Kesibukan itu mulai mereda. Setelah tiga pekan penuh melayani uji tuntas (due diligence) tiga calon investor, kini para pegawai Astra International tinggal menanti keputusan: siapa di antara ketiganya yang bakal menjadi juragan baru mereka? Menurut jadwal, Badan Penyehatan Perbankan Nasional (BPPN) akan mengumumkan vonis itu akhir pekan ini.
Ketiga calon juragan itu adalah konsorsium Newbridge Asia-Gilbert Global Equity—keduanya dari Amerika Serikat—yang menggandeng Chase Asia Equity (Hong Kong) dan Saratoga Investama Sedaya (Indonesia), lalu konsorsium Lazard Asia dan konsorsium Cycle & Carriage bersama Batavia Investama. Ketiganya sedang berlomba memperebutkan 45 persen saham Astra yang kini berada di tangan BPPN.
Ketiga calon investor ini sudah menempatkan 20 persen dari harga penawaran mereka, sebagai bukti keseriusan, di sebuah rekening khusus. Tapi juru bicara BPPN, Franklin Richard, enggan mengungkapkan berapa setoran mereka masing-masing. ''Penawaran resmi baru diajukan Kamis ini dan dua hari kemudian BPPN akan langsung mengumumkan pemenangnya," katanya.
Diperkirakan, penawaran ketiga investor itu tak akan bergeser dari angka Rp 4.000-4.200 per lembar saham. Perhitungan ini diperoleh dari asumsi pemerintah yang ingin mendapatkan dana segar sekitar Rp 3,5 triliun. Menurut analis Erwan Teguh Teh dari SocGen Securities, harga saham Astra kini berkisar Rp 3.700. ''Jika ditambah premium karena mereka menjadi pemegang saham pengendali, angkanya ketemu di Rp 4.100-4.200," katanya. Sejauh ini, penawaran dari ketiga konsorsium adalah Rp 3.500-4.500.
Sejumlah analis memperkirakan konsorsium Newbridge Asia-Gilbert Global Equity bakal memenangi pertarungan ini. Alasannya, dukungan finansial yang kuat terhadap konsorsium ini akan membuat mereka lebih mudah menyesuaikan diri. Sumber TEMPO mengungkapkan, konsorsium yang menamakan dirinya The International Investment Partnership ini punya cadangan dana yang lumayan besar meskipun angka penawaran awalnya tergolong rendah, yakni Rp 3.750. Selain itu, konsorsium ini juga didukung oleh Credit Suisse First Boston, yang akan menutup kekurangannya. Pemerintah Singapura juga sudah menyediakan dukungan dana sampai US$ 100 juta.

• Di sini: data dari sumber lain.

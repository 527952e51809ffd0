//! Storage backends

use super::{PersistError, SaveSnapshot, SaveStore};

/// In-memory store holding the serialized document
#[derive(Debug, Default, Clone)]
pub struct MemoryStore {
    json: Option<String>,
    /// Successful `store` calls
    pub writes: usize,
}

impl MemoryStore {
    pub fn new() -> Self {
        Self::default()
    }

    /// Start from raw stored text (possibly corrupt)
    pub fn with_json(json: impl Into<String>) -> Self {
        Self {
            json: Some(json.into()),
            writes: 0,
        }
    }

    pub fn json(&self) -> Option<&str> {
        self.json.as_deref()
    }
}

impl SaveStore for MemoryStore {
    fn load(&mut self) -> Result<Option<SaveSnapshot>, PersistError> {
        match &self.json {
            Some(json) => Ok(Some(SaveSnapshot::from_json(json)?)),
            None => Ok(None),
        }
    }

    fn store(&mut self, save: &SaveSnapshot) -> Result<(), PersistError> {
        self.json = Some(save.to_json()?);
        self.writes += 1;
        Ok(())
    }
}

#[cfg(not(target_arch = "wasm32"))]
pub use native::FileStore;

#[cfg(not(target_arch = "wasm32"))]
mod native {
    use std::fs;
    use std::io::ErrorKind;
    use std::path::{Path, PathBuf};

    use crate::persistence::{PersistError, STORAGE_KEY, SaveSnapshot, SaveStore};

    /// JSON file on disk
    #[derive(Debug, Clone)]
    pub struct FileStore {
        path: PathBuf,
    }

    impl FileStore {
        pub fn new(path: impl Into<PathBuf>) -> Self {
            Self { path: path.into() }
        }

        /// `<dir>/typesmup198x.save.v1.json`
        pub fn in_dir(dir: impl AsRef<Path>) -> Self {
            Self::new(dir.as_ref().join(format!("{STORAGE_KEY}.json")))
        }

        pub fn path(&self) -> &Path {
            &self.path
        }
    }

    impl SaveStore for FileStore {
        fn load(&mut self) -> Result<Option<SaveSnapshot>, PersistError> {
            match fs::read_to_string(&self.path) {
                Ok(json) => Ok(Some(SaveSnapshot::from_json(&json)?)),
                Err(err) if err.kind() == ErrorKind::NotFound => Ok(None),
                Err(err) => Err(err.into()),
            }
        }

        fn store(&mut self, save: &SaveSnapshot) -> Result<(), PersistError> {
            // tmp -> save
            let tmp = self.path.with_extension("tmp");
            fs::write(&tmp, save.to_json()?)?;
            fs::rename(&tmp, &self.path)?;
            log::debug!("Save written to {}", self.path.display());
            Ok(())
        }
    }
}

#[cfg(target_arch = "wasm32")]
pub use web::LocalStorageStore;

#[cfg(target_arch = "wasm32")]
mod web {
    use crate::persistence::{PersistError, STORAGE_KEY, SaveSnapshot, SaveStore};

    /// Browser LocalStorage under `STORAGE_KEY`
    #[derive(Debug, Default, Clone, Copy)]
    pub struct LocalStorageStore;

    impl LocalStorageStore {
        fn storage() -> Result<web_sys::Storage, PersistError> {
            web_sys::window()
                .and_then(|w| w.local_storage().ok())
                .flatten()
                .ok_or_else(|| PersistError::Storage("LocalStorage unavailable".into()))
        }
    }

    impl SaveStore for LocalStorageStore {
        fn load(&mut self) -> Result<Option<SaveSnapshot>, PersistError> {
            let storage = Self::storage()?;
            let json = storage
                .get_item(STORAGE_KEY)
                .map_err(|e| PersistError::Storage(format!("{e:?}")))?;
            match json {
                Some(json) => Ok(Some(SaveSnapshot::from_json(&json)?)),
                None => Ok(None),
            }
        }

        fn store(&mut self, save: &SaveSnapshot) -> Result<(), PersistError> {
            let json = save.to_json()?;
            Self::storage()?
                .set_item(STORAGE_KEY, &json)
                .map_err(|e| PersistError::Storage(format!("{e:?}")))?;
            log::debug!("Save written ({} bytes)", json.len());
            Ok(())
        }
    }
}

#[cfg(test)]
mod tests {
    use super::*;

    #[test]
    fn test_memory_store_roundtrip() {
        let mut store = MemoryStore::new();
        assert!(store.load().unwrap().is_none());

        let mut save = SaveSnapshot::default();
        save.player_name = "ZED".into();
        save.high_score = 12_345;
        store.store(&save).unwrap();

        assert_eq!(store.writes, 1);
        assert_eq!(store.load().unwrap(), Some(save));
    }

    #[test]
    fn test_corrupt_save_falls_back_to_default() {
        let mut store = MemoryStore::with_json("{not json");
        assert!(matches!(store.load(), Err(PersistError::Json(_))));
        assert_eq!(store.load_or_default(), SaveSnapshot::default());
    }

    #[cfg(not(target_arch = "wasm32"))]
    #[test]
    fn test_file_store_missing_file_is_empty() {
        let dir = std::env::temp_dir().join(format!("typer198x-test-{}", std::process::id()));
        std::fs::create_dir_all(&dir).unwrap();
        let mut store = FileStore::in_dir(&dir);
        let _ = std::fs::remove_file(store.path());
        assert!(store.load().unwrap().is_none());

        let mut save = SaveSnapshot::default();
        save.last_unlocked_level = 4;
        store.store(&save).unwrap();
        assert_eq!(store.load_or_default().last_unlocked_level, 4);

        std::fs::remove_file(store.path()).unwrap();
    }
}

Faktor lain, keluarga Soeryadjaya berada di belakang konsorsium tersebut. Bagaimanapun, sebagai pendiri, William Soeryadjaya punya hubungan batin yang jauh lebih kuat ketimbang investor lain. Konsorsium ini memang sudah menegaskan bahwa posisi Saratoga Investama Sedaya, kendaraan investasi keluarga Soeryadjaya, tak akan memegang peranan kunci dalam konsorsium tersebut—termasuk menjadi pemegang saham pengendali. Tapi sumber TEMPO menambahkan, jika ada peluang, bukan tak mungkin keluarga Soeryadjaya akan memanfaatkannya. ''Tapi, dalam jangka pendek, mereka mungkin hanya akan bertindak sebagai konsultan konsorsium," tambahnya.

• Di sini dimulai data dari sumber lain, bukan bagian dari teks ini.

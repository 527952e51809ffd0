//! Game settings and preferences
//!
//! Persisted inside the save snapshot (see `persistence::SaveSnapshot`).

use serde::{Deserialize, Serialize};

/// Player preferences
#[derive(Debug, Clone, Copy, PartialEq, Eq, Serialize, Deserialize)]
#[serde(default)]
pub struct Settings {
    /// All audio silenced
    pub muted: bool,
    /// CRT scanline overlay (presentation only)
    pub crt: bool,
}

impl Default for Settings {
    fn default() -> Self {
        Self {
            muted: false,
            crt: true,
        }
    }
}

impl Settings {
    /// Flip mute, returning the new value
    pub fn toggle_mute(&mut self) -> bool {
        self.muted = !self.muted;
        self.muted
    }

    /// Flip the CRT overlay, returning the new value
    pub fn toggle_crt(&mut self) -> bool {
        self.crt = !self.crt;
        self.crt
    }
}

#[cfg(test)]
mod tests {
    use super::*;

    #[test]
    fn test_defaults() {
        let settings = Settings::default();
        assert!(!settings.muted);
        assert!(settings.crt);
    }

    #[test]
    fn test_partial_json_keeps_defaults() {
        let settings: Settings = serde_json::from_str(r#"{"muted":true}"#).unwrap();
        assert!(settings.muted);
        assert!(settings.crt);
    }

    #[test]
    fn test_toggles() {
        let mut settings = Settings::default();
        assert!(settings.toggle_mute());
        assert!(!settings.toggle_crt());
        assert!(!settings.toggle_mute());
    }
}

Kendati demikian, tak berarti langkah Newbridge bakal mulus. Dua konsorsium lain diperkirakan memberikan penawaran yang lebih baik. Apalagi, konsorsium Cycle & Carriage didukung Batavia Investama, yang diperkirakan banyak kalangan dibeking oleh Bhakti Investama dan George Soros. Konsorsium Singapura ini juga lebih mendekati pilihan banyak pihak yang menginginkan adanya investor strategis di Astra. Sayangnya, kata sumber TEMPO, posisi Cycle & Carriage agak sulit karena, kabarnya, Toyota kurang srek dengan konsorsium ini. Soalnya, Cycle & Carriage selama ini adalah agen penjualan mobil Eropa dan Korea Selatan.

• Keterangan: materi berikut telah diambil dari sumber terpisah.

//! TypeR 198X - An arcade typing shmup
//!
//! Core modules:
//! - `sim`: Deterministic simulation (entities, typing, spawning, combat)
//! - `run`: Run/save controller (new run, continue, restart, autosave)
//! - `persistence`: Save snapshot shape and storage ports
//! - `platform`: Input normalization and presentation sink
//! - `audio`: Audio cue sink (Web Audio on wasm)
//! - `settings`: Player preferences

pub mod audio;
pub mod persistence;
pub mod platform;
pub mod run;
pub mod settings;
pub mod sim;

pub use audio::{AudioCue, AudioSink, NullAudio};
pub use persistence::{MemoryStore, SaveSnapshot, SaveStore};
pub use run::RunController;
pub use settings::Settings;

/// Game configuration constants
pub mod consts {
    /// Largest simulation step per frame (seconds); bounds hitches and tab switches
    pub const MAX_DT: f32 = 0.05;

    /// Play field dimensions
    pub const FIELD_WIDTH: f32 = 1280.0;
    pub const FIELD_HEIGHT: f32 = 720.0;

    /// Player ship position (fixed during play)
    pub const PLAYER_X: f32 = 160.0;
    pub const PLAYER_Y: f32 = 360.0;
    /// Enemies past `PLAYER_X + ENEMY_IMPACT_OFFSET` hit the ship
    pub const ENEMY_IMPACT_OFFSET: f32 = 35.0;
    /// Powerups past `PLAYER_X + POWERUP_MISS_OFFSET` are lost
    pub const POWERUP_MISS_OFFSET: f32 = 60.0;

    /// Player health
    pub const START_MAX_HP: f32 = 100.0;
    pub const MAX_HP_PER_LEVEL: f32 = 10.0;
    pub const MAX_HP_CAP: f32 = 200.0;
    /// Shield seconds lost per point of damage absorbed
    pub const SHIELD_DAMAGE_FACTOR: f32 = 0.1;

    /// Seconds granted by a powerup pickup
    pub const POWER_DURATION: f32 = 9.0;

    /// Scoring
    pub const SCORE_LETTER: u64 = 55;
    pub const SCORE_WORD_BASE: u64 = 75;
    pub const SCORE_PER_CHAR: u64 = 10;
    pub const SCORE_POWERUP: u64 = 120;
    pub const MISS_PENALTY: u64 = 15;
    pub const BOSS_BONUS_BASE: u64 = 2500;
    pub const BOSS_BONUS_PER_LEVEL: u64 = 450;

    /// Combo brackets for the score multiplier
    pub const COMBO_TIER_2: u32 = 15;
    pub const COMBO_TIER_3: u32 = 30;

    /// Lock release chance on a miss in late levels
    pub const LOCK_RELEASE_MIN_LEVEL: u32 = 6;
    pub const LOCK_RELEASE_CHANCE: f64 = 0.35;

    /// Boss hazard pulses
    pub const HAZARD_MIN_LEVEL: u32 = 4;
    pub const HAZARD_COMBO_IMMUNITY: u32 = 4;
    pub const HAZARD_CHANCE: f64 = 0.55;
    pub const HAZARD_DAMAGE: f32 = 6.0;

    /// Boss finale (scripted explosions before the level transition)
    pub const FINALE_DURATION: f32 = 6.0;
    pub const FINALE_BURST_INTERVAL: f32 = 0.5;

    /// Boss anchor
    pub const BOSS_X: f32 = 980.0;
    pub const BOSS_Y: f32 = 240.0;

    /// Number of levels
    pub const LEVEL_COUNT: usize = 10;

    /// Minimum time between throttled saves (milliseconds)
    pub const SAVE_THROTTLE_MS: f64 = 1500.0;
}

/// Linear interpolation
#[inline]
pub fn lerp(a: f32, b: f32, t: f32) -> f32 {
    a + (b - a) * t
}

Sayangnya, pemegang saham publik mungkin tak akan banyak menikmati keriuhan ini. Soalnya, belum lama ini, Bapepam mengeluarkan aturan tender offer yang baru yang tidak lagi mengharuskan penawar memberikan kesempatan kepada publik untuk mengikuti harga penawaran mereka. Aturan baru ini agaknya memang dibuat untuk memuluskan langkah BPPN menjual perusahaan publik. Asal saja, pemerintah dan rakyat juga tidak ikut dirugikan.